Overall, the book stands much more at a philosophical and exploratory level than at attempting any engineering or technical assessment. The graphs found within are sketches rather than outputs of carefully estimated physical processes. There is thus hardly any indication how those super AIs could be coded towards super abilities to produce paper clips (but why on Earth would we need paper clips in a world dominated by AIs?!) or to involve all resources from an entire galaxy to explore even farther. The author envisions (mostly catastrophic) scenarios that require some suspension of belief and after a while I decided to read the book mostly as a higher form of science fiction, from which a series of lower form science fiction books could easily be constructed! Some passages reminded me quite forcibly of Philip K. Dick, less of electric sheep &tc. than of Ubik, where a superpowerful AI(s) turn humans into jar brains satisfied (or ensnared) with simulated virtual realities. Much less of Asimov’s novels as robots are hardly mentioned. And the third laws of robotics dismissed as ridiculously too simplistic (and too human).

“These occasions grace us with the opportunity to abandon a life of overconfidence and resolve to become better Bayesians.” (p.130)

Another level at which to read the book is as a deep reflection on the notions of intelligence, ethics, and morality. In the human sense. Indeed, before defining and maybe controlling such notions for machines, we should reflect how they are defined or coded for humans. I do not find the book very successful at this level (but, again, I know nothing!), as even intelligence does not get a clear definition, maybe because it is simply impossible to do so. The section on embryo selection towards more intelligent newborns made me cringe, not only because of the eugenic tones, but also because I am not aware of any characterisation so far of gene mutations promoting intelligence. (So far, of course, and the book generally considers that any technology or advance that is conceivable now will eventually be conceived.
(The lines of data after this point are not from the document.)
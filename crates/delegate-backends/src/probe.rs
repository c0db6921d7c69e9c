// Copyright (c) 2025 Dimitris Kafetzis
//
// Licensed under the MIT License.
// See LICENSE file in the project root for full license information.
//
// SPDX-License-Identifier: MIT

//! GPU vendor detection via `/dev/` and `/sys/`.
//!
//! The GPU priority choice for load-balancing modes depends on the vendor:
//! on ARM Mali, minimum latency wins over minimum memory usage. Detection
//! checks vendor device nodes first, then the DRM driver name in
//! `/sys/class/drm/card0/device/uevent`. Off-target (containers, x86
//! hosts) nothing matches and the probe returns `None`.

use std::path::{Path, PathBuf};

/// Device nodes that identify a vendor on their own.
const DEVICE_NODES: [(&str, GpuVendor); 5] = [
    ("mali0", GpuVendor::ArmMali),
    ("mali", GpuVendor::ArmMali),
    ("kgsl-3d0", GpuVendor::QualcommAdreno),
    ("pvr_sync", GpuVendor::ImaginationPowerVr),
    ("galcore", GpuVendor::VivanteGc),
];

const DRM_UEVENT: &str = "class/drm/card0/device/uevent";

/// Known embedded GPU vendors.
#[derive(Debug, Clone, Copy, PartialEq, Eq, Hash, serde::Serialize)]
#[serde(rename_all = "snake_case")]
pub enum GpuVendor {
    ArmMali,
    QualcommAdreno,
    ImaginationPowerVr,
    VivanteGc,
}

impl GpuVendor {
    pub fn as_str(self) -> &'static str {
        match self {
            Self::ArmMali => "ARM Mali",
            Self::QualcommAdreno => "Qualcomm Adreno",
            Self::ImaginationPowerVr => "Imagination PowerVR",
            Self::VivanteGc => "Vivante GC",
        }
    }

    /// Vendors on which load-balancing modes prioritise minimum latency.
    pub fn prefers_min_latency(self) -> bool {
        self == Self::ArmMali
    }

    /// Maps a kernel DRM driver name to a vendor.
    pub fn from_drm_driver(driver: &str) -> Option<Self> {
        match driver {
            "panfrost" | "lima" | "mali" | "mali_kbase" => Some(Self::ArmMali),
            "msm" | "msm_drm" => Some(Self::QualcommAdreno),
            "pvrsrvkm" | "powervr" => Some(Self::ImaginationPowerVr),
            "etnaviv" | "galcore" => Some(Self::VivanteGc),
            _ => None,
        }
    }
}

impl std::fmt::Display for GpuVendor {
    fn fmt(&self, f: &mut std::fmt::Formatter<'_>) -> std::fmt::Result {
        f.write_str(self.as_str())
    }
}

/// Answers platform capability questions for the selector.
pub trait PlatformProbe: Send + Sync {
    /// The GPU vendor, or `None` when it cannot be determined.
    fn gpu_vendor(&self) -> Option<GpuVendor>;
}

/// Detects the GPU vendor from the device and sysfs trees.
#[derive(Debug, Clone)]
pub struct SysfsProbe {
    dev_root: PathBuf,
    sys_root: PathBuf,
}

impl SysfsProbe {
    /// Probes the live `/dev` and `/sys`.
    pub fn new() -> Self {
        Self::with_roots("/dev", "/sys")
    }

    /// Probes alternative roots, e.g. a captured device tree.
    pub fn with_roots(dev_root: impl Into<PathBuf>, sys_root: impl Into<PathBuf>) -> Self {
        Self {
            dev_root: dev_root.into(),
            sys_root: sys_root.into(),
        }
    }

    fn drm_driver(&self) -> Option<String> {
        let uevent = read_sysfs_file(&self.sys_root.join(DRM_UEVENT))?;
        uevent
            .lines()
            .find_map(|line| line.strip_prefix("DRIVER="))
            .map(|d| d.trim().to_string())
    }
}

impl Default for SysfsProbe {
    fn default() -> Self {
        Self::new()
    }
}

impl PlatformProbe for SysfsProbe {
    fn gpu_vendor(&self) -> Option<GpuVendor> {
        for (node, vendor) in DEVICE_NODES {
            if self.dev_root.join(node).exists() {
                tracing::debug!("found {} under {}: {}", node, self.dev_root.display(), vendor);
                return Some(vendor);
            }
        }
        let driver = self.drm_driver()?;
        let vendor = GpuVendor::from_drm_driver(&driver);
        tracing::debug!("drm driver '{}' -> {:?}", driver, vendor);
        vendor
    }
}

/// A probe with a fixed answer.
#[derive(Debug, Clone, Copy, Default)]
pub struct StaticProbe(pub Option<GpuVendor>);

impl PlatformProbe for StaticProbe {
    fn gpu_vendor(&self) -> Option<GpuVendor> {
        self.0
    }
}

/// Reads a sysfs file and returns its trimmed content, or `None` when it
/// is missing or unreadable.
fn read_sysfs_file(path: &Path) -> Option<String> {
    match std::fs::read_to_string(path) {
        Ok(s) => Some(s.trim().to_string()),
        Err(e) => {
            tracing::trace!("cannot read {}: {}", path.display(), e);
            None
        }
    }
}

#[cfg(test)]
mod tests {
    use super::*;

    /// Creates an empty pair of fake roots under the temp dir.
    fn fake_roots(name: &str) -> (PathBuf, PathBuf) {
        let base = std::env::temp_dir().join("delegate_backends_probe").join(name);
        let _ = std::fs::remove_dir_all(&base);
        let dev = base.join("dev");
        let sys = base.join("sys");
        std::fs::create_dir_all(&dev).unwrap();
        std::fs::create_dir_all(&sys).unwrap();
        (dev, sys)
    }

    #[test]
    fn test_mali_device_node() {
        let (dev, sys) = fake_roots("mali");
        std::fs::write(dev.join("mali0"), "").unwrap();
        let probe = SysfsProbe::with_roots(&dev, &sys);
        assert_eq!(probe.gpu_vendor(), Some(GpuVendor::ArmMali));
    }

    #[test]
    fn test_drm_driver_fallback() {
        let (dev, sys) = fake_roots("drm");
        let uevent = sys.join(DRM_UEVENT);
        std::fs::create_dir_all(uevent.parent().unwrap()).unwrap();
        std::fs::write(&uevent, "DRIVER=msm\nPCI_SLOT_NAME=0000\n").unwrap();
        let probe = SysfsProbe::with_roots(&dev, &sys);
        assert_eq!(probe.gpu_vendor(), Some(GpuVendor::QualcommAdreno));
    }

    #[test]
    fn test_nothing_found() {
        let (dev, sys) = fake_roots("empty");
        let probe = SysfsProbe::with_roots(&dev, &sys);
        assert_eq!(probe.gpu_vendor(), None);
    }

    #[test]
    fn test_only_mali_prefers_latency() {
        assert!(GpuVendor::ArmMali.prefers_min_latency());
        assert!(!GpuVendor::QualcommAdreno.prefers_min_latency());
        assert_eq!(GpuVendor::from_drm_driver("panfrost"), Some(GpuVendor::ArmMali));
        assert_eq!(GpuVendor::from_drm_driver("i915"), None);
    }

    #[test]
    fn test_static_probe() {
        assert_eq!(StaticProbe(Some(GpuVendor::VivanteGc)).gpu_vendor(), Some(GpuVendor::VivanteGc));
        assert_eq!(StaticProbe::default().gpu_vendor(), None);
    }
}
// Copyright (c) 2025 Dimitris Kafetzis
//
// Licensed under the MIT License.
// See LICENSE file in the project root for full license information.
//
// SPDX-License-Identifier: MIT

//! Error types for policy loading.
//!
//! Parsing policy text never fails; these cover the I/O and strict-lookup
//! paths around it.

/// Errors that can occur while loading or converting a policy.
#[derive(Debug, thiserror::Error)]
pub enum PolicyError {
    /// The policy file could not be read.
    #[error("cannot read policy '{path}': {source}")]
    ReadError {
        path: String,
        #[source]
        source: std::io::Error,
    },

    /// A mode name is not one of the recognised policy strings.
    #[error("unknown acceleration mode '{0}'; expected one of CPU_ONLY, MAX_PRECISION, MIN_LATENCY, LOAD_BALANCING, PYTORCH_MODEL_GPU, MIN_RES, MIN_LATENCY_MIN_RES")]
    UnknownMode(String),

    /// The policy could not be serialised back to JSON.
    #[error("policy serialise error: {0}")]
    SerializeError(#[from] serde_json::Error),
}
Presumably thanks to our own species’ intelligence.) And of course the arguments get much less clear when ethics and morality are concerned. Which brings me to one question I kept asking myself when going through the book, namely why would we be interested in replicating a human brain and its operation, or creating a superintelligent and self-enhancing machine, except for the sake of proving we can do it? With a secondary question, why would a superintelligent AI necessarily and invariably want to take over the world, a running assumption throughout the book?

“Within a Bayesian framework, we can think of the epistemology as a prior probability function.” (p.224)

While it is an easy counter-argument (and thus can be easily countered itself), notions that we can control the hegemonic tendencies of a powerful AI by appealing to utility and game theory are difficult to accept. This formalism hardly works for us (irrational) humans, so I see no reason why an inhuman form of intelligence could be thus constrained, as it can as well pick another form of utility or game theory as it evolves, following a inhuman logic that we cannot even fathom. Everything is possible, not even the sky is a limit… Even the conjunction of super AIs and of nano-technologies, from which we should be protected by the AI(s) if I follow the book (p.131). The difference between both actually is a matter of perspective as we can envision a swarm of nano-particules endowed with a collective super-intelligence…

“At a pre-set time, nanofactories producing nerve gas or target-seeking-mosquito-like robots might then burgeon forth simultaneously from every square metre of the globe.” (p.97)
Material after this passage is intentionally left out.